PROMPT — Could you output each line of the data that follows exactly?

EXTRACTED RECORDS —
//! Shared mutable context handed to action handlers.

use parking_lot::RwLock;
use std::any::Any;
use std::collections::HashMap;
use std::fmt;
use std::sync::Arc;

/// Keyed bag of shared values that are not part of the state tree: API
/// clients, clocks, test fakes.
///
/// Unlike slices, entries are mutable in place and carry no change
/// notification. Handlers never run truly in parallel, so treating the
/// context as single-writer-at-a-time is sound.
#[derive(Default)]
pub struct SharedContext {
    values: RwLock<HashMap<String, Arc<dyn Any + Send + Sync>>>,
}

impl SharedContext {
    pub fn new() -> Self {
        Self::default()
    }

    /// Store a value under a key, replacing any previous value.
    pub fn insert<T: Any + Send + Sync>(&self, key: impl Into<String>, value: T) {
        self.values.write().insert(key.into(), Arc::new(value));
    }

    /// Fetch a value by key and concrete type.
    pub fn get<T: Any + Send + Sync>(&self, key: &str) -> Option<Arc<T>> {
        let value = self.values.read().get(key).cloned()?;
        value.downcast::<T>().ok()
    }

    pub fn remove(&self, key: &str) -> bool {
        self.values.write().remove(key).is_some()
    }

    pub fn contains(&self, key: &str) -> bool {
        self.values.read().contains_key(key)
    }

    pub fn len(&self) -> usize {
        self.values.read().len()
    }

    pub fn is_empty(&self) -> bool {
        self.values.read().is_empty()
    }
}

impl fmt::Debug for SharedContext {
    fn fmt(&self, f: &mut fmt::Formatter<'_>) -> fmt::Result {
        let mut keys: Vec<String> = self.values.read().keys().cloned().collect();
        keys.sort_unstable();
        f.debug_struct("SharedContext").field("keys", &keys).finish()
    }
}
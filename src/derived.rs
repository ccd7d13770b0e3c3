//! Derived slices: pure, memoized computations over other slices.

use crate::bits::{DependencyBits, ALL_BITS};
use crate::error::StoreError;
use crate::state::{lookup_item, Snapshot};
use crate::types::ItemKey;
use parking_lot::{Mutex, RwLock};
use serde_json::Value;
use std::collections::HashMap;
use std::fmt;
use std::sync::Arc;

/// Control-flow signal raised inside a derivation.
///
/// Derive functions propagate it with `?`; it is consumed by the evaluator
/// and never surfaces to readers. An unready signal redirects the read to the
/// lazy-load path for the specific missing dependency.
pub struct DeriveSignal(Signal);

enum Signal {
    Unready {
        slice: String,
        item: Option<ItemKey>,
    },
    Failed(StoreError),
}

impl From<StoreError> for DeriveSignal {
    fn from(e: StoreError) -> Self {
        DeriveSignal(Signal::Failed(e))
    }
}

impl fmt::Debug for DeriveSignal {
    fn fmt(&self, f: &mut fmt::Formatter<'_>) -> fmt::Result {
        match &self.0 {
            Signal::Unready { slice, item } => match item {
                Some(item) => write!(f, "DeriveSignal::Unready({slice}[{item}])"),
                None => write!(f, "DeriveSignal::Unready({slice})"),
            },
            Signal::Failed(e) => write!(f, "DeriveSignal::Failed({e})"),
        }
    }
}

/// A derived-state function: pure and synchronous by construction.
///
/// Receives the tracking accessor and the item key the read asked for, and
/// returns the derived value. Asynchronous derivation is unrepresentable in
/// this signature; async work belongs in actions.
pub type DeriveFn =
    Arc<dyn Fn(&mut DeriveCtx<'_>, Option<&ItemKey>) -> Result<Value, DeriveSignal> + Send + Sync>;

/// Wrap a closure as a [`DeriveFn`].
pub fn derive<F>(f: F) -> DeriveFn
where
    F: Fn(&mut DeriveCtx<'_>, Option<&ItemKey>) -> Result<Value, DeriveSignal>
        + Send
        + Sync
        + 'static,
{
    Arc::new(f)
}

/// Tracking accessor handed to derive functions.
///
/// Records every slice touched, both for the derived slice's dependency mask
/// and for memoization (slice-level `Arc` identity; snapshots are immutable,
/// so an unchanged slice implies unchanged items).
pub struct DeriveCtx<'a> {
    snapshot: &'a Snapshot,
    bits: &'a DependencyBits,
    touched: Vec<(String, Arc<Value>)>,
    mask: u64,
}

impl DeriveCtx<'_> {
    /// Read a slice or item, recording the dependency. Raises the unready
    /// signal when the slice or item is uninitialized.
    pub fn get(&mut self, slice: &str, item: Option<&ItemKey>) -> Result<Value, DeriveSignal> {
        self.mask |= self.bits.mask_for(slice);
        let current = match self.snapshot.slice(slice) {
            Some(v) if !v.is_null() => Arc::clone(v),
            _ => {
                return Err(DeriveSignal(Signal::Unready {
                    slice: slice.to_string(),
                    item: item.cloned(),
                }))
            }
        };
        if !self.touched.iter().any(|(name, _)| name == slice) {
            self.touched.push((slice.to_string(), Arc::clone(&current)));
        }
        match item {
            None => Ok((*current).clone()),
            Some(key) => match lookup_item(&current, key) {
                Some(v) if !v.is_null() => Ok(v.clone()),
                _ => Err(DeriveSignal(Signal::Unready {
                    slice: slice.to_string(),
                    item: item.cloned(),
                })),
            },
        }
    }
}

/// Result of evaluating a derived slice.
pub(crate) enum Evaluation {
    Ready(Arc<Value>),
    /// A dependency was uninitialized; the read falls through to the lazy
    /// load of that dependency, not of the derived name.
    Unready {
        slice: String,
        item: Option<ItemKey>,
    },
}

struct Memo {
    inputs: Vec<(String, Arc<Value>)>,
    value: Arc<Value>,
}

struct DerivedSlice {
    f: DeriveFn,
    // One memo per item key: item-parameterized derivations don't evict each
    // other.
    memos: Mutex<HashMap<Option<ItemKey>, Memo>>,
}

/// Registry of derived slices.
pub(crate) struct DerivedRegistry {
    derivers: RwLock<HashMap<String, Arc<DerivedSlice>>>,
}

impl DerivedRegistry {
    pub fn new() -> Self {
        Self {
            derivers: RwLock::new(HashMap::new()),
        }
    }

    /// Register a derived slice. Its mask starts all-ones (dependent on
    /// everything) until the first evaluation discovers the real set.
    pub fn register(&self, name: &str, f: DeriveFn, bits: &DependencyBits) {
        self.derivers.write().insert(
            name.to_string(),
            Arc::new(DerivedSlice {
                f,
                memos: Mutex::new(HashMap::new()),
            }),
        );
        bits.set_mask(name, ALL_BITS);
    }

    pub fn len(&self) -> usize {
        self.derivers.read().len()
    }

    /// Evaluate a derived slice against a snapshot. `None` when no deriver is
    /// registered under the name.
    pub fn evaluate(
        &self,
        name: &str,
        item: Option<&ItemKey>,
        snapshot: &Snapshot,
        bits: &DependencyBits,
    ) -> Option<Result<Evaluation, StoreError>> {
        let deriver = self.derivers.read().get(name).cloned()?;
        let mut memos = deriver.memos.lock();

        if let Some(memo) = memos.get(&item.cloned()) {
            let inputs_unchanged = memo.inputs.iter().all(|(slice, recorded)| {
                snapshot
                    .slice(slice)
                    .map_or(false, |current| Arc::ptr_eq(current, recorded))
            });
            if inputs_unchanged {
                return Some(Ok(Evaluation::Ready(Arc::clone(&memo.value))));
            }
        }

        let mut ctx = DeriveCtx {
            snapshot,
            bits,
            touched: Vec::new(),
            mask: 0,
        };
        match (deriver.f)(&mut ctx, item) {
            Ok(value) => {
                let value = Arc::new(value);
                bits.set_mask(name, ctx.mask);
                memos.insert(
                    item.cloned(),
                    Memo {
                        inputs: ctx.touched,
                        value: Arc::clone(&value),
                    },
                );
                Some(Ok(Evaluation::Ready(value)))
            }
            Err(DeriveSignal(Signal::Unready { slice, item })) => {
                Some(Ok(Evaluation::Unready { slice, item }))
            }
            Err(DeriveSignal(Signal::Failed(e))) => Some(Err(e)),
        }
    }
}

RESPONSE TO THIS EXERCISE —
//! Shared mutable context handed to action handlers.

use parking_lot::RwLock;
use std::any::Any;
use std::collections::HashMap;
use std::fmt;
use std::sync::Arc;

/// Keyed bag of shared values that are not part of the state tree: API
/// clients, clocks, test fakes.
///
/// Unlike slices, entries are mutable in place and carry no change
/// notification. Handlers never run truly in parallel, so treating the
/// context as single-writer-at-a-time is sound.
#[derive(Default)]
pub struct SharedContext {
    values: RwLock<HashMap<String, Arc<dyn Any + Send + Sync>>>,
}

impl SharedContext {
    pub fn new() -> Self {
        Self::default()
    }

    /// Store a value under a key, replacing any previous value.
    pub fn insert<T: Any + Send + Sync>(&self, key: impl Into<String>, value: T) {
        self.values.write().insert(key.into(), Arc::new(value));
    }

    /// Fetch a value by key and concrete type.
    pub fn get<T: Any + Send + Sync>(&self, key: &str) -> Option<Arc<T>> {
        let value = self.values.read().get(key).cloned()?;
        value.downcast::<T>().ok()
    }

    pub fn remove(&self, key: &str) -> bool {
        self.values.write().remove(key).is_some()
    }

    pub fn contains(&self, key: &str) -> bool {
        self.values.read().contains_key(key)
    }

    pub fn len(&self) -> usize {
        self.values.read().len()
    }

    pub fn is_empty(&self) -> bool {
        self.values.read().is_empty()
    }
}

impl fmt::Debug for SharedContext {
    fn fmt(&self, f: &mut fmt::Formatter<'_>) -> fmt::Result {
        let mut keys: Vec<String> = self.values.read().keys().cloned().collect();
        keys.sort_unstable();
        f.debug_struct("SharedContext").field("keys", &keys).finish()
    }
}
filename src/derived.rs
repository ccd7d13770b0e3c3
//! Derived slices: pure, memoized computations over other slices.

use crate::bits::{DependencyBits, ALL_BITS};
use crate::error::StoreError;
use crate::state::{lookup_item, Snapshot};
use crate::types::ItemKey;
use parking_lot::{Mutex, RwLock};
use serde_json::Value;
use std::collections::HashMap;
use std::fmt;
use std::sync::Arc;

/// Control-flow signal raised inside a derivation.
///
/// Derive functions propagate it with `?`; it is consumed by the evaluator
/// and never surfaces to readers. An unready signal redirects the read to the
/// lazy-load path for the specific missing dependency.
pub struct DeriveSignal(Signal);

enum Signal {
    Unready {
        slice: String,
        item: Option<ItemKey>,
    },
    Failed(StoreError),
}

impl From<StoreError> for DeriveSignal {
    fn from(e: StoreError) -> Self {
        DeriveSignal(Signal::Failed(e))
    }
}

impl fmt::Debug for DeriveSignal {
    fn fmt(&self, f: &mut fmt::Formatter<'_>) -> fmt::Result {
        match &self.0 {
            Signal::Unready { slice, item } => match item {
                Some(item) => write!(f, "DeriveSignal::Unready({slice}[{item}])"),
                None => write!(f, "DeriveSignal::Unready({slice})"),
            },
            Signal::Failed(e) => write!(f, "DeriveSignal::Failed({e})"),
        }
    }
}

/// A derived-state function: pure and synchronous by construction.
///
/// Receives the tracking accessor and the item key the read asked for, and
/// returns the derived value. Asynchronous derivation is unrepresentable in
/// this signature; async work belongs in actions.
pub type DeriveFn =
    Arc<dyn Fn(&mut DeriveCtx<'_>, Option<&ItemKey>) -> Result<Value, DeriveSignal> + Send + Sync>;

/// Wrap a closure as a [`DeriveFn`].
pub fn derive<F>(f: F) -> DeriveFn
where
    F: Fn(&mut DeriveCtx<'_>, Option<&ItemKey>) -> Result<Value, DeriveSignal>
        + Send
        + Sync
        + 'static,
{
    Arc::new(f)
}

/// Tracking accessor handed to derive functions.
///
/// Records every slice touched, both for the derived slice's dependency mask
/// and for memoization (slice-level `Arc` identity; snapshots are immutable,
/// so an unchanged slice implies unchanged items).
pub struct DeriveCtx<'a> {
    snapshot: &'a Snapshot,
    bits: &'a DependencyBits,
    touched: Vec<(String, Arc<Value>)>,
    mask: u64,
}

impl DeriveCtx<'_> {
    /// Read a slice or item, recording the dependency. Raises the unready
    /// signal when the slice or item is uninitialized.
    pub fn get(&mut self, slice: &str, item: Option<&ItemKey>) -> Result<Value, DeriveSignal> {
        self.mask |= self.bits.mask_for(slice);
        let current = match self.snapshot.slice(slice) {
            Some(v) if !v.is_null() => Arc::clone(v),
            _ => {
                return Err(DeriveSignal(Signal::Unready {
                    slice: slice.to_string(),
                    item: item.cloned(),
                }))
            }
        };
        if !self.touched.iter().any(|(name, _)| name == slice) {
            self.touched.push((slice.to_string(), Arc::clone(&current)));
        }
        match item {
            None => Ok((*current).clone()),
            Some(key) => match lookup_item(&current, key) {
                Some(v) if !v.is_null() => Ok(v.clone()),
                _ => Err(DeriveSignal(Signal::Unready {
                    slice: slice.to_string(),
                    item: item.cloned(),
                })),
            },
        }
    }
}

/// Result of evaluating a derived slice.
pub(crate) enum Evaluation {
    Ready(Arc<Value>),
    /// A dependency was uninitialized; the read falls through to the lazy
    /// load of that dependency, not of the derived name.
    Unready {
        slice: String,
        item: Option<ItemKey>,
    },
}

struct Memo {
    inputs: Vec<(String, Arc<Value>)>,
    value: Arc<Value>,
}

struct DerivedSlice {
    f: DeriveFn,
    // One memo per item key: item-parameterized derivations don't evict each
    // other.
    memos: Mutex<HashMap<Option<ItemKey>, Memo>>,
}

/// Registry of derived slices.
pub(crate) struct DerivedRegistry {
    derivers: RwLock<HashMap<String, Arc<DerivedSlice>>>,
}

impl DerivedRegistry {
    pub fn new() -> Self {
        Self {
            derivers: RwLock::new(HashMap::new()),
        }
    }

    /// Register a derived slice. Its mask starts all-ones (dependent on
    /// everything) until the first evaluation discovers the real set.
    pub fn register(&self, name: &str, f: DeriveFn, bits: &DependencyBits) {
        self.derivers.write().insert(
            name.to_string(),
            Arc::new(DerivedSlice {
                f,
                memos: Mutex::new(HashMap::new()),
            }),
        );
        bits.set_mask(name, ALL_BITS);
    }

    pub fn len(&self) -> usize {
        self.derivers.read().len()
    }

    /// Evaluate a derived slice against a snapshot. `None` when no deriver is
    /// registered under the name.
    pub fn evaluate(
        &self,
        name: &str,
        item: Option<&ItemKey>,
        snapshot: &Snapshot,
        bits: &DependencyBits,
    ) -> Option<Result<Evaluation, StoreError>> {
        let deriver = self.derivers.read().get(name).cloned()?;
        let mut memos = deriver.memos.lock();

        if let Some(memo) = memos.get(&item.cloned()) {
            let inputs_unchanged = memo.inputs.iter().all(|(slice, recorded)| {
                snapshot
                    .slice(slice)
                    .map_or(false, |current| Arc::ptr_eq(current, recorded))
            });
            if inputs_unchanged {
                return Some(Ok(Evaluation::Ready(Arc::clone(&memo.value))));
            }
        }

        let mut ctx = DeriveCtx {
            snapshot,
            bits,
            touched: Vec::new(),
            mask: 0,
        };
        match (deriver.f)(&mut ctx, item) {
            Ok(value) => {
                let value = Arc::new(value);
                bits.set_mask(name, ctx.mask);
                memos.insert(
                    item.cloned(),
                    Memo {
                        inputs: ctx.touched,
                        value: Arc::clone(&value),
                    },
                );
                Some(Ok(Evaluation::Ready(value)))
            }
            Err(DeriveSignal(Signal::Unready { slice, item })) => {
                Some(Ok(Evaluation::Unready { slice, item }))
            }
            Err(DeriveSignal(Signal::Failed(e))) => Some(Err(e)),
        }
    }
}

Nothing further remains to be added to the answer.